Researchers at the National Research Council (NRC) in Canada are developing new materials and processes for printable electronics applications as part of a 5 year research effort working collaboratively with industrial partners (http://www.nrc-cnrc.gc.ca/eng/solutions/collaborative/pe_index.html). Among the materials being developed are conductive and semi-conductive inks for thin film transistors, printed antennas, organic photovoltaic, transparent conductive electrodes, printable sensors and other building blocks for printed circuits. These novel materials are being adopted into applications relevant to smart packaging, advanced manufacturing, display and touch screen manufacturing, disposable medical devices, and related industrial fields.
 
Recent progress by the materials research team led by Dr. Patrick R. L. Malenfant, leveraging more than 10-year prior expertise in SWCNTs developed within NRC's Security and Disruptive Technologies portfolio, was presented at PE USA in Santa Clara highlighting breakthroughs in printable semiconducting inks. Dr. Malenfant's team has developed processes and IP to produce semiconducting SWCNT attaining purities exceeding the current commercial benchmark by orders of magnitude. They have been able to fabricate thin film transistors with mobility values exceeding 100 cm2/(Vsec) and 105 current on/off ratios using solution based processing.
 
 
A recent publication in the RSC journal Nanoscale, presents a detailed study on SC-SWCNT enrichment using conjugated polymer extraction.
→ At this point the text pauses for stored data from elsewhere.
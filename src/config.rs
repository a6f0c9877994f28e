//! Configuration for the pipeline, the language model and the document store.
//!
//! Uses `figment` for layered configuration. Priority, highest first:
//!
//! 1. Well-known environment variables (`MISTRAL_API_KEY`, `SNOWFLAKE_TOKEN`,
//!    `SNOWFLAKE_ACCOUNT_URL`, `DB`, `SCHEMA`, `SERVICE`)
//! 2. Prefixed environment variables (`PAPER_RAG_LLM__MODEL`, ...)
//! 3. An explicit TOML file
//! 4. `~/.config/paper-rag/config.toml`
//! 5. Built-in defaults
//!
//! Binaries load `.env` with `dotenvy` before calling [`load_config`].

use std::path::{Path, PathBuf};

use figment::providers::{Env, Format, Serialized, Toml};
use figment::Figment;
use serde::{Deserialize, Serialize};

use crate::input::DEFAULT_MAX_QUERY_WORDS;
use crate::llm::mistral;

/// Top-level configuration.
#[derive(Debug, Clone, Default, PartialEq, Serialize, Deserialize)]
#[serde(default)]
pub struct RagConfig {
    pub llm: LlmSettings,
    pub store: StoreSettings,
    pub pipeline: PipelineSettings,
}

/// Language model connection and per-call budgets.
#[derive(Debug, Clone, PartialEq, Serialize, Deserialize)]
#[serde(default)]
pub struct LlmSettings {
    pub api_key: Option<String>,
    pub base_url: String,
    pub model: String,
    pub temperature: f32,
    /// Output budget for the intent classifier
    pub classifier_max_tokens: u32,
    /// Output budget for each chunk-accumulation step
    pub chunk_max_tokens: u32,
    /// Output budget for the final concise answer
    pub answer_max_tokens: u32,
    /// Output budget for each paper section
    pub section_max_tokens: u32,
}

impl Default for LlmSettings {
    fn default() -> Self {
        Self {
            api_key: None,
            base_url: mistral::DEFAULT_BASE_URL.to_string(),
            model: mistral::DEFAULT_MODEL.to_string(),
            temperature: 0.3,
            classifier_max_tokens: 500,
            chunk_max_tokens: 500,
            answer_max_tokens: 1000,
            section_max_tokens: 1000,
        }
    }
}

/// Document store location and credentials.
#[derive(Debug, Clone, PartialEq, Serialize, Deserialize)]
#[serde(default)]
pub struct StoreSettings {
    /// e.g. `https://<account>.snowflakecomputing.com`
    pub account_url: String,
    pub token: Option<String>,
    pub token_type: String,
    pub database: String,
    pub schema: String,
    /// Cortex Search service name
    pub service: String,
    pub warehouse: String,
    /// Table that ingestion inserts into
    pub table: String,
    /// Corpus file for the local backend
    pub local_corpus: PathBuf,
}

impl Default for StoreSettings {
    fn default() -> Self {
        Self {
            account_url: String::new(),
            token: None,
            token_type: "PROGRAMMATIC_ACCESS_TOKEN".to_string(),
            database: "RAG_SYSTEM".to_string(),
            schema: "PUBLIC".to_string(),
            service: String::new(),
            warehouse: "COMPUTE_WH".to_string(),
            table: "detailed_research_papers".to_string(),
            local_corpus: PathBuf::from("corpus.json"),
        }
    }
}

/// Knobs for the query pipeline.
#[derive(Debug, Clone, PartialEq, Serialize, Deserialize)]
#[serde(default)]
pub struct PipelineSettings {
    /// Number of documents retrieved per query
    pub retrieval_limit: usize,
    /// Documents per accumulation step for concise answers
    pub answer_chunk_size: usize,
    /// Documents per accumulation step for paper notes
    pub paper_chunk_size: usize,
    pub max_query_words: usize,
    /// Generate paper sections concurrently
    pub parallel_sections: bool,
}

impl Default for PipelineSettings {
    fn default() -> Self {
        Self {
            retrieval_limit: 5,
            answer_chunk_size: 2,
            paper_chunk_size: 1,
            max_query_words: DEFAULT_MAX_QUERY_WORDS,
            parallel_sections: false,
        }
    }
}

/// Path of the user-level config file, if a config directory exists.
pub fn user_config_path() -> Option<PathBuf> {
    dirs::config_dir().map(|dir| dir.join("paper-rag").join("config.toml"))
}

/// Load configuration from layered sources.
///
/// # Errors
/// Returns the figment error if a source is malformed or a value has the
/// wrong type
pub fn load_config(explicit: Option<&Path>) -> Result<RagConfig, Box<figment::Error>> {
    let mut figment = Figment::from(Serialized::defaults(RagConfig::default()));

    if let Some(user_config) = user_config_path().filter(|p| p.exists()) {
        figment = figment.merge(Toml::file(user_config));
    }

    if let Some(path) = explicit {
        figment = figment.merge(Toml::file(path));
    }

    figment = figment
        .merge(Env::prefixed("PAPER_RAG_").split("__"))
        .merge(well_known_env());

    figment.extract().map_err(Box::new)
}

/// Environment variable names used by existing deployments.
fn well_known_env() -> Env {
    Env::raw()
        .only(&[
            "MISTRAL_API_KEY",
            "SNOWFLAKE_ACCOUNT_URL",
            "SNOWFLAKE_TOKEN",
            "DB",
            "SCHEMA",
            "SERVICE",
        ])
        .map(|key| {
            let target = match key.as_str().to_ascii_uppercase().as_str() {
                "MISTRAL_API_KEY" => "llm.api_key",
                "SNOWFLAKE_ACCOUNT_URL" => "store.account_url",
                "SNOWFLAKE_TOKEN" => "store.token",
                "DB" => "store.database",
                "SCHEMA" => "store.schema",
                _ => "store.service",
            };
            target.into()
        })
}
The effect of various parameters on enrichment yield and purity are presented with new insights on the mechanism of enrichment. Thin film transistors performance data using SiO2 as the dielectric are also presented (http://pubs.rsc.org/en/content/articlelanding/2014/nr/c3nr05511f#!divAbstract). "Our patent pending materials combinations for thin film transistors look very promising and we are eager to implement the package into printed circuits" says Dr. Malenfant.